Task prompt — Everything from the line that contains "1] Error at" to the end of the listing below, both ends included, is to be transcribed word for word, and nothing else.

Given data —

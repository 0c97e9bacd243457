#[macro_use]
mod common;

#[cfg(test)]
mod this_expr {
    tests! {
        outside_class in this is ERR
        "[line 1] Error at 'this': Cannot use 'this' outside of a class."
    }

    tests! {
        in_function in this is ERR
        "[line 2] Error at 'this': Cannot use 'this' outside of a class."
    }

    tests! {
        bound in this is OK
        "Egotist instance"
    }
}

Output for this exercise —
        "[line 1] Error at 'this': Cannot use 'this' outside of a class."
    }

    tests! {
        in_function in this is ERR
        "[line 2] Error at 'this': Cannot use 'this' outside of a class."
    }

    tests! {
        bound in this is OK
        "Egotist instance"
    }
}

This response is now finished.